Last night's demonstration at Congressman Ike Skelton's Jefferson City office was coordinated by the moneyed interest groups, ostensibly to express some outrage with Skelton's alleged hiding from the public, even though Ike has held a number of events in recent days to discuss health care reform proposals with constituents and local experts.

Walsh closed yesterday's post with, "Assembling peacefully ... It's a good thing."  And indeed, assembly peacefully to demonstrate and express your views is a good thing -- even a great thing.  But the distinctly positive tone in yesterday's post is quite different from that in a June post, which wondered if Congressmen and Congresswomen would even care about calls from an Organizing for America phone bank.

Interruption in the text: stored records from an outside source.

//! Cache Facade
//!
//! The capability set shared by every cache backend.

use std::future::Future;
use std::time::Duration;

use async_trait::async_trait;
use serde_json::Value;
use tokio::runtime::Handle;
use tracing::{debug, warn};

use crate::error::Result;

// == Cache Trait ==
/// Uniform key-value cache contract.
///
/// `set`, `get` and `delete` complete before returning and report their
/// outcome. `async_set` and `async_delete` are fire-and-forget: the operation
/// runs on a separate Tokio task and the caller receives no completion or
/// failure signal. Callers that need confirmation must use the awaited
/// variants, or synchronise externally.
///
/// Backends are chosen at construction time and shared as `Arc<dyn Cache>`.
#[async_trait]
pub trait Cache: Send + Sync {
    /// Stores `value` under `key` for `ttl`, replacing any previous value.
    async fn set(&self, key: &str, value: Value, ttl: Duration) -> Result<()>;

    /// Returns the live value for `key`; absent and expired keys are `NotFound`.
    async fn get(&self, key: &str) -> Result<Value>;

    /// Removes `key`; fails with `NotFound` if there is nothing to remove.
    async fn delete(&self, key: &str) -> Result<()>;

    /// Schedules a `set` and returns immediately.
    fn async_set(&self, key: String, value: Value, ttl: Duration);

    /// Schedules a `delete` and returns immediately.
    fn async_delete(&self, key: String);
}

/// Runs a cache operation on the current Tokio runtime without waiting for it.
///
/// Errors are logged at debug level and otherwise dropped. Outside a runtime
/// the operation is not run at all.
pub(crate) fn spawn_detached<F>(operation: &'static str, key: String, task: F)
where
    F: Future<Output = Result<()>> + Send + 'static,
{
    match Handle::try_current() {
        Ok(handle) => {
            handle.spawn(async move {
                if let Err(err) = task.await {
                    debug!("Background {} of '{}' failed: {}", operation, key, err);
                }
            });
        }
        Err(_) => {
            warn!(
                "No Tokio runtime available, dropping background {} of '{}'",
                operation, key
            );
        }
    }
}
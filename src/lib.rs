//! kvcache - A key-value cache with interchangeable backends
//!
//! A bounded in-process cache with TTL expiration and LRU eviction, and a
//! Redis adapter, both behind the [`Cache`] trait.

pub mod api;
pub mod cache;
pub mod config;
pub mod error;
pub mod models;

pub use api::AppState;
pub use cache::{Cache, MemoryCache, RedisCache};
pub use config::{CacheBackend, Config};
pub use error::{CacheError, Result};
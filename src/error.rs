//! Error types for the cache
//!
//! Provides unified error handling using thiserror.

use axum::{
    http::StatusCode,
    response::{IntoResponse, Response},
    Json,
};
use serde_json::json;
use thiserror::Error;

// == Cache Error Enum ==
/// Unified error type for both cache backends and the HTTP layer.
#[derive(Error, Debug)]
pub enum CacheError {
    /// Key absent, or expired and lazily removed
    #[error("Key not found: {0}")]
    NotFound(String),

    /// Invalid request data
    #[error("Invalid request: {0}")]
    InvalidRequest(String),

    /// Cache could not be constructed with the given parameters
    #[error("Invalid configuration: {0}")]
    InvalidConfig(String),

    /// Value could not be encoded for, or decoded from, the remote store
    #[error("Serialization error: {0}")]
    Serialization(#[from] serde_json::Error),

    /// Remote store reported a failure
    #[error("Backend error: {0}")]
    Backend(#[from] redis::RedisError),
}

// == IntoResponse Implementation ==
impl IntoResponse for CacheError {
    fn into_response(self) -> Response {
        let status = match &self {
            CacheError::NotFound(_) => StatusCode::NOT_FOUND,
            CacheError::InvalidRequest(_) => StatusCode::BAD_REQUEST,
            CacheError::InvalidConfig(_) | CacheError::Serialization(_) => {
                StatusCode::INTERNAL_SERVER_ERROR
            }
            CacheError::Backend(_) => StatusCode::BAD_GATEWAY,
        };

        let body = Json(json!({
            "error": self.to_string()
        }));

        (status, body).into_response()
    }
}

// == Result Type Alias ==
/// Convenience Result type for cache operations.
pub type Result<T> = std::result::Result<T, CacheError>;
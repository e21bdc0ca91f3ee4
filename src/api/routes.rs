//! API Routes
//!
//! Configures the Axum router with all cache server endpoints.

use axum::{
    routing::{get, post},
    Router,
};
use tower_http::{
    cors::{Any, CorsLayer},
    trace::TraceLayer,
};

use super::handlers::{delete_handler, get_handler, health_handler, set_handler, AppState};

/// Creates the main router with all endpoints configured.
///
/// # Endpoints
/// - `POST /cache` - Store a key-value pair
/// - `GET /cache/:key` - Retrieve a value by key
/// - `DELETE /cache/:key` - Delete a key
/// - `GET /health` - Health check endpoint
///
/// # Middleware
/// - CORS: Allows any origin
/// - Tracing: Logs all requests
pub fn create_router(state: AppState) -> Router {
    let cors = CorsLayer::new()
        .allow_origin(Any)
        .allow_methods(Any)
        .allow_headers(Any);

    Router::new()
        .route("/cache", post(set_handler))
        .route("/cache/:key", get(get_handler).delete(delete_handler))
        .route("/health", get(health_handler))
        .layer(cors)
        .layer(TraceLayer::new_for_http())
        .with_state(state)
}
/// One fetch attempt against an explicit URL.
///
/// Fails fast with a typed error when the site is unreachable, serves a
/// non-HTML content type, or the body exceeds the configured size cap.
pub async fn fetch_url(
    domain: &str,
    url: &str,
    config: &AppConfig,
) -> Result<String, FetchError> {
    debug!("Fetching page for scrape: {}", url);

    let client = reqwest::Client::builder()
        .timeout(Duration::from_secs(config.scrape.timeout_secs))
        .user_agent(&config.http.user_agent)
        .redirect(reqwest::redirect::Policy::limited(5))
        .build()
        .map_err(|e| FetchError::Unreachable {
            domain: domain.to_string(),
            reason: e.to_string(),
        })?;

    let response = client
        .get(url)
        .send()
        .await
        .map_err(|e| FetchError::Unreachable {
            domain: domain.to_string(),
            reason: e.to_string(),
        })?;

    if !response.status().is_success() {
        return Err(FetchError::Unreachable {
            domain: domain.to_string(),
            reason: format!("status {}", response.status()),
        });
    }

    let content_type = response
        .headers()
        .get(reqwest::header::CONTENT_TYPE)
        .and_then(|v| v.to_str().ok())
        .unwrap_or("")
        .to_string();
    if !content_type.is_empty() && !content_type.contains("html") {
        return Err(FetchError::NonHtml {
            domain: domain.to_string(),
            content_type,
        });
    }

    if let Some(len) = response.content_length() {
        if len > config.scrape.max_body_bytes {
            return Err(FetchError::TooLarge {
                domain: domain.to_string(),
                limit: config.scrape.max_body_bytes,
            });
        }
    }

    let body = response.text().await.map_err(|e| FetchError::Unreachable {
        domain: domain.to_string(),
        reason: format!("failed to read body: {}", e),
    })?;

    if body.len() as u64 > config.scrape.max_body_bytes {
        return Err(FetchError::TooLarge {
            domain: domain.to_string(),
            limit: config.scrape.max_body_bytes,
        });
    }

    Ok(body)
}

/// Fetch and extract in one step.
pub async fn scrape_domain(domain: &str, config: &AppConfig) -> Result<ScrapeResult, FetchError> {
    let html = fetch_page(domain, config).await?;
    Ok(extract_candidates(&html, domain))
}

He wrote:

The purpose of the Thursday effort has phone bank female volunteers calling Missouri women to discuss the Obama plan and to encourage calls to Congress to urge action.

A couple of questions, if I may ...

If a call to a Member of Congress comes on the heels of an orchestrated campaign by political activists ... does the congressional office really take the call seriously? I mean ... if it takes a phone call received to inspire someone to go to the trouble of making a phone call ... doesn't that show the person receiving and then making a call isn't really all that motivated in the first place? Just asking.

Organizers and activists can certainly debate the utility of protests versus phone calls -- but why was action from "an orchestrated campaign by [progressive] political activists" in June something to be dismissed (or at least seriously questioned), while action from "an orchestrated campaign by [conservative] political activists" in August is something to be celebrated?

There seems to be a bit of a double standard.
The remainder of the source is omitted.